夏の魔法
僕は、中学生時代の頃を思い出していた。
「ねぇ、美影」
「どうしたの」
僕は、隣を歩く英太に問いかけた。そう聞いても、英太は無言のまま。仕方なく、英太を見ると、英太は後ろにある公園を親指で指をさしていた。彼の言いたいことは、すぐに分かる。

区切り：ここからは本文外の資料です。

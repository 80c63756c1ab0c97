//! Vulkan implementation of the resizable-buffer backing store.

use std::sync::Arc;

use ash::vk;
use gpu_allocator::MemoryLocation;
use quarry_alloc::{
    AllocError, Backing, DynamicBufferConfig, DynamicResizableBuffer, SubBuffer,
    UniformBufferConfig, UniformResizableBuffer,
};
use tracing::debug;

use crate::command::CommandPool;
use crate::context::GpuContext;
use crate::error::{GpuError, Result};
use crate::memory::GpuBuffer;

/// A resizable buffer backed by GPU memory.
pub type GpuDynamicBuffer = DynamicResizableBuffer<GpuBacking>;
/// A fixed-stride resizable buffer backed by GPU memory.
pub type GpuUniformBuffer = UniformResizableBuffer<GpuBacking>;
/// A sub-buffer view into GPU memory.
pub type GpuSubBuffer = SubBuffer<GpuBacking>;

/// Device-buffer backing for resizable buffers.
///
/// Growth creates a replacement buffer, copies old contents forward, and
/// retires the old buffer to the context's deferred deletion queue, since
/// commands recorded for in-flight frames may still reference it.
pub struct GpuBacking {
    context: Arc<GpuContext>,
    // None until the first growth when created at size zero.
    buffer: Option<GpuBuffer>,
    usage: vk::BufferUsageFlags,
    location: MemoryLocation,
    name: String,
}

impl GpuBacking {
    /// Create a backing of `initial_size` bytes (zero defers buffer creation
    /// to the first growth).
    pub fn new(
        context: Arc<GpuContext>,
        initial_size: u64,
        usage: vk::BufferUsageFlags,
        location: MemoryLocation,
        name: impl Into<String>,
    ) -> Result<Self> {
        // Growth and staged writes always need both transfer directions.
        let usage = usage | vk::BufferUsageFlags::TRANSFER_SRC | vk::BufferUsageFlags::TRANSFER_DST;
        let name = name.into();

        let buffer = if initial_size == 0 {
            None
        } else {
            Some(
                context
                    .allocator()
                    .lock()
                    .create_buffer(initial_size, usage, location, &name)?,
            )
        };

        Ok(Self {
            context,
            buffer,
            usage,
            location,
            name,
        })
    }

    /// Raw handle of the current device buffer.
    ///
    /// Null before the first growth of a zero-size backing. Invalidated by
    /// relocation; callers watch the owning buffer's reallocation count.
    #[must_use]
    pub fn buffer_handle(&self) -> vk::Buffer {
        self.buffer.as_ref().map_or(vk::Buffer::null(), |b| b.buffer)
    }

    /// The context this backing allocates from.
    #[must_use]
    pub fn context(&self) -> &Arc<GpuContext> {
        &self.context
    }

    /// Copy `[0, len)` from `src` to `dst` on the transfer queue, waiting
    /// for completion.
    fn copy_forward(&self, src: &GpuBuffer, dst: &GpuBuffer, len: u64) -> Result<()> {
        // Host-visible on both sides: plain memcpy through the mappings.
        if src.is_mapped() && dst.is_mapped() {
            let mut bytes = vec![0u8; len as usize];
            src.read_bytes(0, &mut bytes)?;
            dst.write_bytes(0, &bytes)?;
            return Ok(());
        }

        let pool = CommandPool::new(
            self.context.device_arc(),
            self.context.transfer_queue_family(),
            vk::CommandPoolCreateFlags::TRANSIENT,
        )?;
        let device = self.context.device();
        unsafe {
            pool.submit_once(self.context.transfer_queue(), |cmd| {
                let region = vk::BufferCopy {
                    src_offset: 0,
                    dst_offset: 0,
                    size: len,
                };
                device.cmd_copy_buffer(cmd, src.buffer, dst.buffer, &[region]);
            })
        }
    }

    fn grow_impl(&mut self, new_len: u64) -> Result<()> {
        let new_buffer = self.context.allocator().lock().create_buffer(
            new_len,
            self.usage,
            self.location,
            &self.name,
        )?;

        if let Some(old) = self.buffer.take() {
            if old.size > 0 {
                self.copy_forward(&old, &new_buffer, old.size)?;
            }
            let frame = self.context.current_frame();
            debug!(
                name = %self.name,
                old_size = old.size,
                new_size = new_len,
                frame,
                "retiring replaced backing buffer"
            );
            self.context.deletion_queue().lock().retire(old, frame);
        }

        self.buffer = Some(new_buffer);
        Ok(())
    }

    fn write_impl(&mut self, offset: u64, bytes: &[u8]) -> Result<()> {
        let buffer = self
            .buffer
            .as_ref()
            .ok_or_else(|| GpuError::InvalidState("write into empty backing".to_string()))?;

        if buffer.is_mapped() {
            return buffer.write_bytes(offset, bytes);
        }

        // Device-local: stage through a transient host-visible buffer.
        let mut staging = self.context.allocator().lock().create_buffer(
            bytes.len() as u64,
            vk::BufferUsageFlags::TRANSFER_SRC,
            MemoryLocation::CpuToGpu,
            "quarry_backing_staging",
        )?;
        staging.write_bytes(0, bytes)?;

        let pool = CommandPool::new(
            self.context.device_arc(),
            self.context.transfer_queue_family(),
            vk::CommandPoolCreateFlags::TRANSIENT,
        )?;
        let device = self.context.device();
        let result = unsafe {
            pool.submit_once(self.context.transfer_queue(), |cmd| {
                let region = vk::BufferCopy {
                    src_offset: 0,
                    dst_offset: offset,
                    size: bytes.len() as u64,
                };
                device.cmd_copy_buffer(cmd, staging.buffer, buffer.buffer, &[region]);
            })
        };

        // The submit was fence-waited, so the staging buffer is done.
        self.context.allocator().lock().free_buffer(&mut staging)?;
        result
    }
}

impl Backing for GpuBacking {
    fn len(&self) -> u64 {
        self.buffer.as_ref().map_or(0, |b| b.size)
    }

    fn grow(&mut self, new_len: u64) -> quarry_alloc::Result<()> {
        self.grow_impl(new_len)
            .map_err(|e| AllocError::Backing(e.to_string()))
    }

    fn write(&mut self, offset: u64, bytes: &[u8]) -> quarry_alloc::Result<()> {
        self.write_impl(offset, bytes)
            .map_err(|e| AllocError::Backing(e.to_string()))
    }
}

impl Drop for GpuBacking {
    fn drop(&mut self) {
        if let Some(buffer) = self.buffer.take() {
            let frame = self.context.current_frame();
            self.context.deletion_queue().lock().retire(buffer, frame);
        }
    }
}

/// Create a resizable storage buffer in device-local memory.
pub fn create_storage_buffer(
    context: Arc<GpuContext>,
    initial_size: u64,
    config: DynamicBufferConfig,
    name: impl Into<String>,
) -> Result<GpuDynamicBuffer> {
    let backing = GpuBacking::new(
        context,
        initial_size,
        vk::BufferUsageFlags::STORAGE_BUFFER,
        MemoryLocation::GpuOnly,
        name,
    )?;
    Ok(DynamicResizableBuffer::new(backing, config))
}

/// Create a resizable host-visible buffer, suitable for upload pools.
pub fn create_host_buffer(
    context: Arc<GpuContext>,
    initial_size: u64,
    config: DynamicBufferConfig,
    name: impl Into<String>,
) -> Result<GpuDynamicBuffer> {
    let backing = GpuBacking::new(
        context,
        initial_size,
        vk::BufferUsageFlags::TRANSFER_SRC,
        MemoryLocation::CpuToGpu,
        name,
    )?;
    Ok(DynamicResizableBuffer::new(backing, config))
}

/// Create a fixed-stride uniform buffer, aligned to the device's minimum
/// uniform-buffer offset alignment.
pub fn create_uniform_buffer(
    context: Arc<GpuContext>,
    element_size: u64,
    config: UniformBufferConfig,
    name: impl Into<String>,
) -> Result<GpuUniformBuffer> {
    let alignment = context.limits().min_uniform_buffer_offset_alignment;
    let backing = GpuBacking::new(
        context,
        0,
        vk::BufferUsageFlags::UNIFORM_BUFFER,
        MemoryLocation::CpuToGpu,
        name,
    )?;
    Ok(UniformResizableBuffer::new(
        backing,
        element_size,
        alignment,
        config,
    )?)
}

「こんな時間に遊んでたら、お母さんに怒られるでしょ」
「分かってるけど…」
「…頼む、美影」
英太は、困った顔で僕を見る。……僕もこんな顔をするのだろうか。と、英太を見ながら思った。
「美影もそんな顔をするんだね」
英太が笑顔になった。訳が分からずに立ち止まっていると、英太が「美影、困った顔してたよ」と言った。
「無意識だよ。英太も困った顔したでしょ」
「僕も無意識だよ」
「また、休日に遊びに来ようか」
僕もこの公園で遊びたかった。しかし、今は下校中。遊ぶ時間など無かった。
「そうだね」
僕と英太は、同時に歩き始めた。すると、後ろから「おーい!」と声がする。後ろを振り返ると、僕達と同じ制服に身を包んだ少年が、自転車に乗っている。
「…えっと」
少年は僕と英太の顔を交互に見つめ、首を傾げた。僕と英太は双子だ。顔と身長、体型や髪型が一緒で、見分け方もない。